Ray checked the stream of information selected by Janet. Seek possibility of using synthetic mesh on temporary laydown basis.... Ray was team coordinator, who assembled the facts selected by Janet, put them in shape toward solution of the problem.

Then it was Lynne's turn. In a way, save that all three of them were vital to team-success, she was top-dog. It was up to her to listen to Janet's stream of information, to follow Ray's assembly job, to say, "This will work," or, "This will not work," or perhaps, "This will work if we do such-and-such, rather than thus-and-so."

There weren't many who could fill this job of synthesizer without too-wide variance from the judgments of the machine itself. Consequently there weren't very many teams actually at work—perhaps a score, give or take a few, at any one time. Such synthesization demanded a quality almost akin to intuition—but intuition disciplined and controlled to give results as often as needed.

She concentrated now, though her head was troubling her again, keying her whole being to Janet, then to Ray. And to her horror she began to get a picture—not of the problem of using waste matter to abet highway construction in Assam without disrupting the climate-limited transportation of Patagonia, but of the thoughts and feelings of Janet Downes.

It was frightening to realize that she was reading everything Janet kept carefully concealed behind the sardonic mask of her personality. It was disturbing to discover how much she herself was resented and hated and feared by Janet. It was horrifying to learn how hungry was Janet, how she thirsted to smash Lynne's attachment to Ray, how she planned to use the problem of the headache to discredit Lynne, not only with Mother Weedon and the Mind-Authority but with Ray himself.

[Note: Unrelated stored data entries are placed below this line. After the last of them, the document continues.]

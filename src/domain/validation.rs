use once_cell::sync::Lazy;
use regex::Regex;
use thiserror::Error;

static EMAIL_PATTERN: Lazy<Regex> = Lazy::new(|| {
    Regex::new(r"^[^@\s]+@[^@\s]+\.[^@\s.]+$").expect("email regex should compile")
});

/// Input that parsed but breaks a field rule.
#[derive(Debug, Clone, Error, PartialEq)]
pub enum ValidationError {
    #[error("{field} should not be empty")]
    Empty { field: &'static str },
    #[error("email must be an email: {0}")]
    InvalidEmail(String),
}

pub(crate) fn require_non_empty(field: &'static str, value: &str) -> Result<(), ValidationError> {
    if value.trim().is_empty() {
        return Err(ValidationError::Empty { field });
    }
    Ok(())
}

pub(crate) fn require_email(value: &str) -> Result<(), ValidationError> {
    require_non_empty("email", value)?;
    if !EMAIL_PATTERN.is_match(value) {
        return Err(ValidationError::InvalidEmail(value.to_string()));
    }
    Ok(())
}

#[cfg(test)]
mod tests {
    use super::*;

    #[test]
    fn test_email_rules() {
        assert!(require_email("alice@example.com").is_ok());
        assert!(require_email("a.b+tag@mail.example.org").is_ok());
        assert_eq!(require_email(""), Err(ValidationError::Empty { field: "email" }));
        for bad in ["not-an-email", "a@b", "@example.com", "a b@example.com", "a@example."] {
            assert_eq!(
                require_email(bad),
                Err(ValidationError::InvalidEmail(bad.to_string())),
                "{bad}"
            );
        }
    }

    #[test]
    fn test_blank_is_empty() {
        assert_eq!(
            require_non_empty("userId", "  "),
            Err(ValidationError::Empty { field: "userId" })
        );
        assert!(require_non_empty("userId", "u1").is_ok());
    }
}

I must be going crazy, Lynne thought and became sickeningly aware that she had missed a query from Ray. She turned her attention toward him, found herself enmeshed in a confused jumble of thoughts in which Janet figured with shocking carnality, while she herself was fully clothed and placed on a pedestal resembling a huge and grotesquely ugly frog. Why, she thought, Ray fears me—almost hates me!

Once again she had lost the thread. Desperately she strove to catch up, found herself issuing an answer. Suggest employment of sea-transport to solve problem.

Where had that one come from? Lynne wondered. The ocean lanes had not been used for two-thirds of a century, save for fishing and excursions. But hundreds of the old double-hulled cataliners of the pre-atomic air-age were still in their huge cocoon-capsules in various nautical undertakers' parlors.

She watched the large indicator breathlessly, wondering what the machine would answer. Almost certainly a 1.3 variation—which would mean the problem would be shunted to another team. An 0.2 variation was considered normal. Lynne's decisions, over the eleven months of her assignment, had averaged 0.13. Her best mark had been an 0.08.